Open GoogleCodeExporter opened 9 years ago
Original comment by alex.ble...@gmail.com
on 24 Oct 2009 at 9:24
Original comment by alex.ble...@gmail.com
on 24 Oct 2009 at 9:28
To clarify, even if you unmount the drive via Finder first and then remove the
physical drive the system still
kernel panics? So it's not failure to un-mounting first that is a problem,
rather that the pool is still imported
until exported via a 'zpool export' command. Semantics, but just making sure we
are all thinking of the same
issue.
What do we want to define as "expected behavior"?

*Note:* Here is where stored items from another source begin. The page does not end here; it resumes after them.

//! Spell out integers as French or English words.
//!
//! ```
//! use number_words::{convert_to_words, validator, Language};
//!
//! assert!(!validator::validate_str("1234567").is_valid());
//! assert_eq!(
//!     convert_to_words(1_234_567, Language::French).unwrap(),
//!     "un million deux cent trente quatre mille cinq cent soixante sept"
//! );
//! ```

pub mod config;
pub mod converter;
pub mod error;
pub mod i18n;
pub mod server;
pub mod validator;

pub use converter::{convert_signed, convert_to_words, spell, MAX_CONVERTIBLE};
pub use error::{ConversionError, SpellError, ValidationError};
pub use i18n::Language;
pub use validator::{validate, ValidationOutcome};
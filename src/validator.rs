//! Input validation: decides which raw values may be spelled.
//!
//! A raw value is accepted when it is numerically a whole number in
//! `MIN_VALUE..=MAX_VALUE`. Text is coerced to a number the way a browser
//! form field would be (surrounding whitespace ignored, `1e3` accepted).

use crate::error::ValidationError;
use serde_json::Value;

/// Smallest accepted value (inclusive).
pub const MIN_VALUE: u32 = 2;

/// Largest accepted value (inclusive).
pub const MAX_VALUE: u32 = 1_000_000;

/// Result of the gating predicate.
#[derive(Debug, Clone, Copy, PartialEq, Eq)]
pub enum ValidationOutcome {
    Valid,
    Invalid,
}

impl ValidationOutcome {
    pub fn is_valid(&self) -> bool {
        matches!(self, ValidationOutcome::Valid)
    }
}

impl<T, E> From<&Result<T, E>> for ValidationOutcome {
    fn from(result: &Result<T, E>) -> Self {
        if result.is_ok() {
            ValidationOutcome::Valid
        } else {
            ValidationOutcome::Invalid
        }
    }
}

/// Check a raw value of any JSON type.
pub fn validate(raw: &Value) -> ValidationOutcome {
    ValidationOutcome::from(&check(raw))
}

/// Check a text input (e.g. a form field).
pub fn validate_str(raw: &str) -> ValidationOutcome {
    ValidationOutcome::from(&check_str(raw))
}

/// Validate a raw value and return it as an integer.
///
/// Numbers are taken as-is, strings are parsed, every other JSON type is
/// not a number.
pub fn check(raw: &Value) -> Result<u32, ValidationError> {
    match raw {
        Value::Number(n) => n
            .as_f64()
            .ok_or(ValidationError::NotANumber)
            .and_then(check_number),
        Value::String(s) => check_str(s),
        _ => Err(ValidationError::NotANumber),
    }
}

/// Validate a text input and return it as an integer.
pub fn check_str(raw: &str) -> Result<u32, ValidationError> {
    let trimmed = raw.trim();
    if trimmed.is_empty() {
        return Err(ValidationError::NotANumber);
    }

    let value: f64 = trimmed.parse().map_err(|_| ValidationError::NotANumber)?;
    check_number(value)
}

/// Validate an already numeric value.
pub fn check_number(value: f64) -> Result<u32, ValidationError> {
    // f64 parsing accepts "inf" and "NaN"
    if !value.is_finite() {
        return Err(ValidationError::NotANumber);
    }
    if value.fract() != 0.0 {
        return Err(ValidationError::NotAnInteger(value));
    }
    if value < f64::from(MIN_VALUE) {
        return Err(ValidationError::BelowMinimum(value));
    }
    if value > f64::from(MAX_VALUE) {
        return Err(ValidationError::AboveMaximum(value));
    }

    Ok(value as u32)
}

#[cfg(test)]
mod tests {
    use super::*;
    use serde_json::json;

    // ==================== Boundary Tests ====================

    #[test]
    fn test_minimum_is_inclusive() {
        assert_eq!(validate(&json!(2)), ValidationOutcome::Valid);
        assert_eq!(check(&json!(2)), Ok(2));
    }

    #[test]
    fn test_one_is_rejected() {
        assert_eq!(validate(&json!(1)), ValidationOutcome::Invalid);
        assert_eq!(check(&json!(1)), Err(ValidationError::BelowMinimum(1.0)));
    }

    #[test]
    fn test_maximum_is_inclusive() {
        assert_eq!(validate(&json!(1_000_000)), ValidationOutcome::Valid);
        assert_eq!(check(&json!(1_000_000)), Ok(1_000_000));
    }

    #[test]
    fn test_above_maximum() {
        assert_eq!(validate(&json!(1_000_001)), ValidationOutcome::Invalid);
        assert_eq!(
            check(&json!(1_000_001)),
            Err(ValidationError::AboveMaximum(1_000_001.0))
        );
    }

    #[test]
    fn test_zero_and_negative() {
        assert!(!validate(&json!(0)).is_valid());
        assert!(!validate(&json!(-5)).is_valid());
    }

    // ==================== Fractional Input Tests ====================

    #[test]
    fn test_fraction_rejected() {
        assert_eq!(check(&json!(3.5)), Err(ValidationError::NotAnInteger(3.5)));
        assert_eq!(validate(&json!(1_000_000.5)), ValidationOutcome::Invalid);
    }

    #[test]
    fn test_whole_float_accepted() {
        assert_eq!(check(&json!(42.0)), Ok(42));
    }

    // ==================== Non-numeric Input Tests ====================

    #[test]
    fn test_non_numeric_json_types() {
        for raw in [json!(null), json!(true), json!([3]), json!({"v": 3})] {
            assert_eq!(check(&raw), Err(ValidationError::NotANumber), "{raw}");
        }
    }

    #[test]
    fn test_numeric_string_in_json() {
        assert_eq!(check(&json!("17")), Ok(17));
        assert_eq!(check(&json!("abc")), Err(ValidationError::NotANumber));
    }

    // ==================== Text Input Tests ====================

    #[test]
    fn test_str_trims_whitespace() {
        assert_eq!(check_str("  250 "), Ok(250));
    }

    #[test]
    fn test_str_empty_is_not_a_number() {
        assert_eq!(check_str(""), Err(ValidationError::NotANumber));
        assert_eq!(check_str("   "), Err(ValidationError::NotANumber));
    }

    #[test]
    fn test_str_scientific_notation() {
        assert_eq!(check_str("1e3"), Ok(1000));
        assert_eq!(check_str("1e7"), Err(ValidationError::AboveMaximum(1e7)));
    }

    #[test]
    fn test_str_non_finite() {
        assert_eq!(check_str("inf"), Err(ValidationError::NotANumber));
        assert_eq!(check_str("NaN"), Err(ValidationError::NotANumber));
    }

    #[test]
    fn test_str_garbage() {
        assert_eq!(validate_str("12abc"), ValidationOutcome::Invalid);
        assert_eq!(validate_str("1 000"), ValidationOutcome::Invalid);
        assert_eq!(validate_str("12"), ValidationOutcome::Valid);
    }

    // ==================== Outcome Tests ====================

    #[test]
    fn test_outcome_from_result() {
        let ok: Result<u32, ()> = Ok(3);
        let err: Result<u32, ()> = Err(());
        assert!(ValidationOutcome::from(&ok).is_valid());
        assert!(!ValidationOutcome::from(&err).is_valid());
    }
}
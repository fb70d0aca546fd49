//! HTTP API around the validator and converter.
//!
//! A locale switch in a client is a plain re-request: post the same value
//! with the new `language`. The server keeps no per-client state.

use crate::config::Config;
use crate::converter::convert_to_words;
use crate::error::{ConversionError, ValidationError};
use crate::i18n::{ConversionMetrics, Language, LanguageConfig, LanguageRegistry, MetricsReport};
use crate::validator;
use anyhow::{Context, Result};
use axum::extract::{Query, State};
use axum::http::StatusCode;
use axum::response::{IntoResponse, Response};
use axum::routing::{get, post};
use axum::{Json, Router};
use serde::{Deserialize, Serialize};
use serde_json::{json, Value};
use std::sync::Arc;
use tower_http::trace::TraceLayer;
use tracing::{info, warn};

/// Shared state for all handlers.
#[derive(Clone)]
pub struct AppState {
    pub default_language: Language,
    pub metrics: Arc<ConversionMetrics>,
}

impl AppState {
    pub fn new(config: &Config) -> Self {
        Self {
            default_language: config.default_language,
            metrics: Arc::new(ConversionMetrics::new()),
        }
    }
}

// ==================== Request/Response Types ====================

#[derive(Debug, Deserialize)]
pub struct ConvertRequest {
    #[serde(default)]
    pub value: Value,
    #[serde(default)]
    pub language: Option<String>,
}

#[derive(Debug, Deserialize)]
pub struct ConvertQuery {
    pub value: Option<String>,
    pub lang: Option<String>,
}

#[derive(Debug, Serialize, Deserialize, PartialEq)]
pub struct ConvertResponse {
    pub value: u32,
    pub language: Language,
    pub words: String,
}

#[derive(Debug, Deserialize)]
pub struct ValidateRequest {
    #[serde(default)]
    pub value: Value,
}

#[derive(Debug, Serialize, PartialEq)]
pub struct ValidateResponse {
    pub valid: bool,
    pub reason: Option<String>,
}

// ==================== Errors ====================

/// Error returned by a handler, rendered as `{"error": "..."}`.
#[derive(Debug)]
pub enum ApiError {
    Validation(ValidationError),
    Conversion(ConversionError),
    UnknownLanguage(String),
}

impl ApiError {
    pub fn status(&self) -> StatusCode {
        match self {
            ApiError::Validation(_) | ApiError::Conversion(_) => StatusCode::UNPROCESSABLE_ENTITY,
            ApiError::UnknownLanguage(_) => StatusCode::BAD_REQUEST,
        }
    }

    fn message(&self) -> String {
        match self {
            ApiError::Validation(e) => e.to_string(),
            ApiError::Conversion(e) => e.to_string(),
            ApiError::UnknownLanguage(msg) => msg.clone(),
        }
    }
}

impl IntoResponse for ApiError {
    fn into_response(self) -> Response {
        (self.status(), Json(json!({ "error": self.message() }))).into_response()
    }
}

// ==================== Handlers ====================

pub async fn health() -> Json<Value> {
    Json(json!({ "status": "ok" }))
}

pub async fn languages(State(state): State<AppState>) -> Json<Vec<Value>> {
    let entries = LanguageRegistry::get()
        .list_enabled()
        .into_iter()
        .map(|config: &LanguageConfig| {
            json!({
                "code": config.code,
                "name": config.name,
                "native_name": config.native_name,
                "is_default": config.language == state.default_language,
            })
        })
        .collect();

    Json(entries)
}

pub async fn validate_input(Json(request): Json<ValidateRequest>) -> Json<ValidateResponse> {
    match validator::check(&request.value) {
        Ok(_) => Json(ValidateResponse {
            valid: true,
            reason: None,
        }),
        Err(e) => Json(ValidateResponse {
            valid: false,
            reason: Some(e.to_string()),
        }),
    }
}

pub async fn convert_json(
    State(state): State<AppState>,
    Json(request): Json<ConvertRequest>,
) -> Result<Json<ConvertResponse>, ApiError> {
    convert(&state, &request.value, request.language.as_deref()).map(Json)
}

pub async fn convert_query(
    State(state): State<AppState>,
    Query(query): Query<ConvertQuery>,
) -> Result<Json<ConvertResponse>, ApiError> {
    let raw = query.value.map(Value::String).unwrap_or(Value::Null);
    convert(&state, &raw, query.lang.as_deref()).map(Json)
}

pub async fn metrics(State(state): State<AppState>) -> Json<MetricsReport> {
    Json(state.metrics.report())
}

/// Resolve the language, validate, convert, and record the outcome.
fn convert(
    state: &AppState,
    raw: &Value,
    language: Option<&str>,
) -> Result<ConvertResponse, ApiError> {
    let language = match language {
        Some(code) if !code.trim().is_empty() => {
            Language::from_code(code).map_err(|e| ApiError::UnknownLanguage(e.to_string()))?
        }
        _ => state.default_language,
    };

    let value = validator::check(raw).map_err(|e| {
        warn!(input = %raw, error = %e, "Rejected conversion input");
        state.metrics.record_rejection();
        ApiError::Validation(e)
    })?;

    let words = convert_to_words(u64::from(value), language).map_err(|e| {
        warn!(value, error = %e, "Conversion outside supported domain");
        state.metrics.record_domain_error();
        ApiError::Conversion(e)
    })?;

    state.metrics.record_conversion(language);
    Ok(ConvertResponse {
        value,
        language,
        words,
    })
}

// ==================== Server ====================

pub fn router(state: AppState) -> Router {
    Router::new()
        .route("/health", get(health))
        .route("/api/languages", get(languages))
        .route("/api/validate", post(validate_input))
        .route("/api/convert", get(convert_query).post(convert_json))
        .route("/api/metrics", get(metrics))
        .layer(TraceLayer::new_for_http())
        .with_state(state)
}

/// Bind and serve until the process is stopped.
pub async fn serve(config: &Config) -> Result<()> {
    let address = config.bind_address();
    let listener = tokio::net::TcpListener::bind(&address)
        .await
        .with_context(|| format!("Failed to bind {}", address))?;

    info!(
        "Listening on {} (default language: {})",
        address, config.default_language
    );

    let state = AppState::new(config);
    axum::serve(listener, router(state.clone()))
        .with_graceful_shutdown(shutdown_signal())
        .await
        .context("HTTP server error")?;

    info!("{}", state.metrics.report().format());
    Ok(())
}

async fn shutdown_signal() {
    if let Err(e) = tokio::signal::ctrl_c().await {
        warn!("Failed to listen for shutdown signal: {}", e);
        std::future::pending::<()>().await;
    }
    info!("Shutdown signal received");
}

The promise of ZFS is that in theory on disk is always consistent, but a kernel
panic is really bad in all but the
most extreme cases. Users really don't like kernel panics when they are just
trying to get something done and
doing the same thing that has always worked, like just ejecting a disk, causes
a kernel panic. And although I
understand the intent of the panic is to not cause further harm to the
filesystem, I think we can find a way to
determine if the USB drive was truly removed (via an IOKit perhaps?) or if
there actually is a hardware failure and
then decide which response is appropriate.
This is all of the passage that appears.